Dad’s home, that’s what it’s like, and everyone jumps. We all scurry to the kitchen, start stacking plates and shaking wine glasses empty over our mouths, and I’m helping RiRi hide the empties behind the evergreen shrubs. The bottles clanging loudly. Matt French must know. He must hear everything.
We’re swooping around the kitchen island, loading the dishwasher and chomping on our organic ginger gum, and Coach is talking to him in the other room, asking him, her speech so slow and careful, about his day.
Through the swinging café doors, he looks very tired and he’s talking but I can’t quite make out the words.
He reaches out to touch her arm just at the moment she turns to hand him the mail.
I think how exhausted he must be, how maybe if he were my husband, even though he’s not handsome at all, maybe I’d want to sit him down and rub his shoulders, and maybe get one of those lemony men’s lotions, and rub his shoulders and his hands. And maybe that’d be nice, even if he’s not good-looking and his forehead is way too high and he has little wiry hairs in his ears and I never think about him like that, really.
But he’s tired after his long day and he comes home and there we are, bansheeing all over his house, all cranked high and slipping-free braids and ponytails, and Coach talks to him and it’s like how she talks to the other teachers at school, holding their mottled coffee mugs and making the smallest talk ever.

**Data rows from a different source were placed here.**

//! Booth experiences and the capture session behind the camera screen.

mod experience;
mod session;

pub use experience::Experience;
pub use session::{BoothError, CaptureSession, CapturedMedia, StatusLine, Tone};
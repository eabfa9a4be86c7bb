//! Frame sources: the real camera (nokhwa) and how one gets picked.

use nokhwa::Camera;
use nokhwa::pixel_format::RgbFormat;
use nokhwa::utils::{
    CameraFormat, CameraIndex, FrameFormat as NokhwaFrameFormat, RequestedFormat,
    RequestedFormatType,
};

use super::device::{list_devices, probe_order};
use super::frame_utils::{convert_to_rgb, mirror_horizontal};
use super::simulated::SimulatedSource;
use super::types::{CameraError, CameraSettings, Frame, Resolution};

/// Anything the capture loop can pull frames from.
///
/// Sources are opened on the capture thread and never leave it, so they do
/// not need to be `Send`.
pub trait FrameSource {
    /// Block until the next frame is available.
    fn read_frame(&mut self) -> Result<Frame, CameraError>;

    /// Resolution the source actually delivers.
    fn resolution(&self) -> Resolution;

    /// Frame rate the source actually delivers.
    fn frame_rate(&self) -> u32;

    /// Short label for logs and the status line.
    fn describe(&self) -> String;

    /// Release the underlying device. Called once when the loop exits.
    fn release(&mut self) {}
}

impl<S: FrameSource + ?Sized> FrameSource for Box<S> {
    fn read_frame(&mut self) -> Result<Frame, CameraError> {
        (**self).read_frame()
    }

    fn resolution(&self) -> Resolution {
        (**self).resolution()
    }

    fn frame_rate(&self) -> u32 {
        (**self).frame_rate()
    }

    fn describe(&self) -> String {
        (**self).describe()
    }

    fn release(&mut self) {
        (**self).release()
    }
}

/// How [`open_source`] should pick a frame source.
#[derive(Debug, Clone, Copy, PartialEq, Eq)]
pub enum SourceMode {
    /// Real camera only; failure is an error.
    Camera,
    /// Real camera, falling back to the simulated feed when none opens.
    CameraOrSimulated,
    /// Simulated feed only.
    Simulated,
}

/// A physical camera driven through nokhwa.
pub struct NokhwaSource {
    camera: Camera,
    index: u32,
    mirror: bool,
    released: bool,
}

impl NokhwaSource {
    /// Open the camera at `index` and start its stream.
    pub fn open(index: u32, settings: &CameraSettings) -> Result<Self, CameraError> {
        let mut camera = open_camera_with_fallback(&CameraIndex::Index(index), settings)?;
        camera
            .open_stream()
            .map_err(|e| CameraError::StreamFailed(e.to_string()))?;

        let source = Self {
            camera,
            index,
            mirror: settings.mirror,
            released: false,
        };
        log::info!(
            "Opened camera {} at {}@{}fps",
            index,
            source.resolution(),
            source.frame_rate()
        );
        Ok(source)
    }
}

impl FrameSource for NokhwaSource {
    fn read_frame(&mut self) -> Result<Frame, CameraError> {
        let buffer = self
            .camera
            .frame()
            .map_err(|e| CameraError::ReadFailed(e.to_string()))?;
        let mut frame = convert_to_rgb(&buffer)?;
        if self.mirror {
            mirror_horizontal(&mut frame);
        }
        Ok(frame)
    }

    fn resolution(&self) -> Resolution {
        let res = self.camera.resolution();
        Resolution {
            width: res.width(),
            height: res.height(),
        }
    }

    fn frame_rate(&self) -> u32 {
        self.camera.frame_rate()
    }

    fn describe(&self) -> String {
        format!("camera {}", self.index)
    }

    fn release(&mut self) {
        if !self.released {
            self.released = true;
            if let Err(e) = self.camera.stop_stream() {
                log::warn!("Error releasing camera {}: {}", self.index, e);
            } else {
                log::info!("Camera {} released", self.index);
            }
        }
    }
}

/// Try to open a camera with multiple format fallback strategies.
fn open_camera_with_fallback(
    index: &CameraIndex,
    settings: &CameraSettings,
) -> Result<Camera, CameraError> {
    let requested_resolution =
        nokhwa::utils::Resolution::new(settings.resolution.width, settings.resolution.height);

    // NV12 is native on macOS, MJPEG is the widest supported elsewhere, and
    // as a last resort the camera picks.
    let format_attempts = [
        RequestedFormat::new::<RgbFormat>(RequestedFormatType::Closest(CameraFormat::new(
            requested_resolution,
            NokhwaFrameFormat::NV12,
            settings.fps,
        ))),
        RequestedFormat::new::<RgbFormat>(RequestedFormatType::Closest(CameraFormat::new(
            requested_resolution,
            NokhwaFrameFormat::MJPEG,
            settings.fps,
        ))),
        RequestedFormat::new::<RgbFormat>(RequestedFormatType::AbsoluteHighestResolution),
    ];

    let mut last_error = String::from("no format accepted");
    for requested in format_attempts {
        match Camera::new(index.clone(), requested) {
            Ok(cam) => return Ok(cam),
            Err(e) => last_error = e.to_string(),
        }
    }

    let msg = last_error.to_lowercase();
    if msg.contains("permission")
        || msg.contains("denied")
        || msg.contains("authorization")
        || msg.contains("access")
    {
        Err(CameraError::PermissionDenied)
    } else {
        Err(CameraError::OpenFailed(last_error))
    }
}

/// Open the first camera that both opens and delivers a test frame.
///
/// The preferred index is tried first, then every other enumerated device.
pub fn open_first_available(settings: &CameraSettings) -> Result<NokhwaSource, CameraError> {
    let devices = list_devices()?;
    if devices.is_empty() {
        return Err(CameraError::NoDevices);
    }

    let mut last_error = None;
    for index in probe_order(settings.device_index, &devices) {
        log::debug!("Trying camera {}...", index);
        match NokhwaSource::open(index, settings) {
            Ok(mut source) => match source.read_frame() {
                Ok(frame) => {
                    log::info!(
                        "Camera {} delivered a {}x{} test frame",
                        index,
                        frame.width,
                        frame.height
                    );
                    return Ok(source);
                }
                Err(e) => {
                    log::warn!("Camera {} opened but could not read frames: {}", index, e);
                    source.release();
                    last_error = Some(e);
                }
            },
            Err(e) => {
                log::warn!("Could not open camera {}: {}", index, e);
                last_error = Some(e);
            }
        }
    }

    Err(last_error.unwrap_or(CameraError::NoDevices))
}

/// Open a frame source according to `mode`.
pub fn open_source(
    settings: &CameraSettings,
    mode: SourceMode,
) -> Result<Box<dyn FrameSource>, CameraError> {
    match mode {
        SourceMode::Simulated => Ok(Box::new(SimulatedSource::new())),
        SourceMode::Camera => Ok(Box::new(open_first_available(settings)?)),
        SourceMode::CameraOrSimulated => match open_first_available(settings) {
            Ok(source) => Ok(Box::new(source)),
            Err(e) => {
                log::warn!("No usable camera ({}), using simulated camera instead", e);
                Ok(Box::new(SimulatedSource::new()))
            }
        },
    }
}
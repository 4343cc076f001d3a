//! Vehicle link trait abstraction for pluggable drone backends

use async_trait::async_trait;
use std::time::Duration;
use thiserror::Error;

/// Errors raised by a vehicle link call
#[derive(Error, Debug)]
pub enum LinkError {
    #[error("link I/O error: {0}")]
    Io(#[from] std::io::Error),

    #[error("link is not open")]
    NotOpen,

    #[error("no response to '{command}' within {timeout:?}")]
    Timeout { command: String, timeout: Duration },

    #[error("drone rejected '{command}': {reply}")]
    Rejected { command: String, reply: String },

    #[error("unexpected reply to '{command}': {reply}")]
    InvalidReply { command: String, reply: String },
}

/// Primitive operations understood by the drone
///
/// Every call is a single attempt. Implementations never retry and never
/// panic on link faults; they return a [`LinkError`] instead.
#[async_trait]
pub trait VehicleLink: Send {
    /// Open the link and put the drone into command mode
    async fn connect(&mut self) -> Result<(), LinkError>;

    /// Tear the link down (best effort)
    async fn disconnect(&mut self) -> Result<(), LinkError>;

    /// Battery charge in percent
    async fn battery(&mut self) -> Result<u8, LinkError>;

    async fn takeoff(&mut self) -> Result<(), LinkError>;

    async fn land(&mut self) -> Result<(), LinkError>;

    async fn move_forward(&mut self, distance_cm: u32) -> Result<(), LinkError>;

    async fn move_back(&mut self, distance_cm: u32) -> Result<(), LinkError>;

    async fn move_left(&mut self, distance_cm: u32) -> Result<(), LinkError>;

    async fn move_right(&mut self, distance_cm: u32) -> Result<(), LinkError>;

    async fn move_up(&mut self, distance_cm: u32) -> Result<(), LinkError>;

    async fn move_down(&mut self, distance_cm: u32) -> Result<(), LinkError>;

    /// Rotate clockwise; the value is passed to the drone unmodified
    async fn rotate_clockwise(&mut self, degrees: i32) -> Result<(), LinkError>;

    /// Human-readable name for this link
    fn name(&self) -> &'static str;
}
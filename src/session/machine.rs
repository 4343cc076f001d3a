//! Session state machine
//!
//! Owns the vehicle link and the connection state. Every command is gated on
//! the state, and every link fault is folded into a [`CommandResult`].

use crate::command::{translate_move, translate_rotate, Command, CommandResult, TranslationError};
use crate::link::{LinkError, VehicleLink};
use std::fmt;
use thiserror::Error;
use tracing::{debug, info, warn};

/// Connection state of the session
#[derive(Debug, Clone, Copy, PartialEq, Eq, Default)]
pub enum ConnectionState {
    #[default]
    Disconnected,
    Connected,
}

impl fmt::Display for ConnectionState {
    fn fmt(&self, f: &mut fmt::Formatter<'_>) -> fmt::Result {
        match self {
            ConnectionState::Disconnected => write!(f, "Disconnected"),
            ConnectionState::Connected => write!(f, "Connected"),
        }
    }
}

/// Why a session operation did not succeed
#[derive(Error, Debug)]
enum SessionError {
    #[error("Drone not connected.")]
    NotConnected,

    #[error(transparent)]
    Translation(#[from] TranslationError),

    #[error("{context}: {source}")]
    Link {
        context: &'static str,
        source: LinkError,
    },
}

/// Attach the user-facing context of an operation to a link error
fn link_failed(context: &'static str) -> impl FnOnce(LinkError) -> SessionError {
    move |source| SessionError::Link { context, source }
}

/// Control session for one drone
pub struct Session<L> {
    link: L,
    state: ConnectionState,
    last_known_battery: Option<u8>,
}

impl<L: VehicleLink> Session<L> {
    /// Create a disconnected session over `link`
    pub fn new(link: L) -> Self {
        Self {
            link,
            state: ConnectionState::Disconnected,
            last_known_battery: None,
        }
    }

    pub fn state(&self) -> ConnectionState {
        self.state
    }

    pub fn is_connected(&self) -> bool {
        self.state == ConnectionState::Connected
    }

    /// Battery percentage from the last successful battery query
    pub fn last_known_battery(&self) -> Option<u8> {
        self.last_known_battery
    }

    /// Run one command to completion
    pub async fn apply(&mut self, command: Command) -> CommandResult {
        debug!("[SESSION] Applying {:?} in state {}", command, self.state);

        match command {
            Command::Connect => self.connect().await,
            Command::QueryBattery => self.battery().await,
            Command::TakeOff => self.takeoff().await,
            Command::Land => self.land().await,
            Command::Move {
                direction,
                distance_cm,
            } => self.move_in(&direction, distance_cm).await,
            Command::Rotate { angle_deg } => self.rotate(angle_deg).await,
            Command::Disconnect => self.disconnect().await,
            Command::Status => self.status(),
        }
    }

    /// Open the link; any failure leaves the session disconnected
    pub async fn connect(&mut self) -> CommandResult {
        info!("[SESSION] Connecting via {} link", self.link.name());

        let outcome = match self.link.connect().await {
            Ok(()) => {
                self.state = ConnectionState::Connected;
                Ok("Drone connected successfully.".to_string())
            }
            Err(e) => {
                self.state = ConnectionState::Disconnected;
                self.last_known_battery = None;
                Err(link_failed("Error connecting to the drone")(e))
            }
        };

        self.finish("connect", outcome)
    }

    pub async fn battery(&mut self) -> CommandResult {
        let outcome = self.read_battery().await;
        self.finish("battery", outcome)
    }

    pub async fn takeoff(&mut self) -> CommandResult {
        let outcome = match self.require_connected() {
            Ok(()) => self
                .link
                .takeoff()
                .await
                .map(|_| "Drone is taking off.".to_string())
                .map_err(link_failed("Error taking off")),
            Err(e) => Err(e),
        };

        self.finish("takeoff", outcome)
    }

    pub async fn land(&mut self) -> CommandResult {
        let outcome = match self.require_connected() {
            Ok(()) => self
                .link
                .land()
                .await
                .map(|_| "Drone is landing.".to_string())
                .map_err(link_failed("Error landing")),
            Err(e) => Err(e),
        };

        self.finish("land", outcome)
    }

    /// Move in `direction`; `None` distance means the default
    pub async fn move_in(&mut self, direction: &str, distance_cm: Option<i32>) -> CommandResult {
        let outcome = self.try_move(direction, distance_cm).await;
        self.finish("move", outcome)
    }

    /// Rotate clockwise; `None` angle means the default
    pub async fn rotate(&mut self, angle_deg: Option<i32>) -> CommandResult {
        let outcome = self.try_rotate(angle_deg).await;
        self.finish("rotate", outcome)
    }

    /// Tear the link down; the session ends up disconnected either way
    pub async fn disconnect(&mut self) -> CommandResult {
        let teardown = self.link.disconnect().await;
        self.state = ConnectionState::Disconnected;
        self.last_known_battery = None;

        let outcome = teardown
            .map(|_| "Connection to the drone ended.".to_string())
            .map_err(link_failed("Error ending the drone connection"));

        self.finish("disconnect", outcome)
    }

    /// Report the state without touching the link
    pub fn status(&self) -> CommandResult {
        let outcome = self.require_connected().map(|_| match self.last_known_battery {
            Some(percent) => format!("Drone connected. Last battery: {}%.", percent),
            None => "Drone connected. Battery not read yet.".to_string(),
        });

        self.finish("status", outcome)
    }

    fn require_connected(&self) -> Result<(), SessionError> {
        match self.state {
            ConnectionState::Connected => Ok(()),
            ConnectionState::Disconnected => Err(SessionError::NotConnected),
        }
    }

    async fn read_battery(&mut self) -> Result<String, SessionError> {
        self.require_connected()?;

        let percent = self
            .link
            .battery()
            .await
            .map_err(link_failed("Error reading the battery"))?;
        self.last_known_battery = Some(percent);

        Ok(format!("Battery: {}%", percent))
    }

    async fn try_move(&mut self, direction: &str, distance_cm: Option<i32>) -> Result<String, SessionError> {
        self.require_connected()?;

        let motion = translate_move(direction, distance_cm)?;
        motion
            .issue(&mut self.link)
            .await
            .map_err(link_failed("Error moving the drone"))?;

        Ok(motion.describe())
    }

    async fn try_rotate(&mut self, angle_deg: Option<i32>) -> Result<String, SessionError> {
        self.require_connected()?;

        let motion = translate_rotate(angle_deg);
        motion
            .issue(&mut self.link)
            .await
            .map_err(link_failed("Error rotating the drone"))?;

        Ok(motion.describe())
    }

    /// Log and normalize the outcome of an operation
    fn finish(&self, operation: &str, outcome: Result<String, SessionError>) -> CommandResult {
        match outcome {
            Ok(message) => {
                info!("[SESSION] {} succeeded: {}", operation, message);
                CommandResult::success(message)
            }
            Err(e) => {
                warn!("[SESSION] {} failed ({}): {}", operation, self.state, e);
                CommandResult::failure(e.to_string())
            }
        }
    }
}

His shoulders tucking in wearily, I see him flinching at all the clamorous girl energy radiating from the kitchen.
“Colette,” I think he says, “I was calling all day. I called all day.”
I’m not sure, but I think I hear him say something about Caitlin, about the day care center phoning him, asking where she was.
Coach’s hand is over her mouth and she is staring at her feet in a way I recognize from myself, the nights when my dad still waited up, demanded to know things.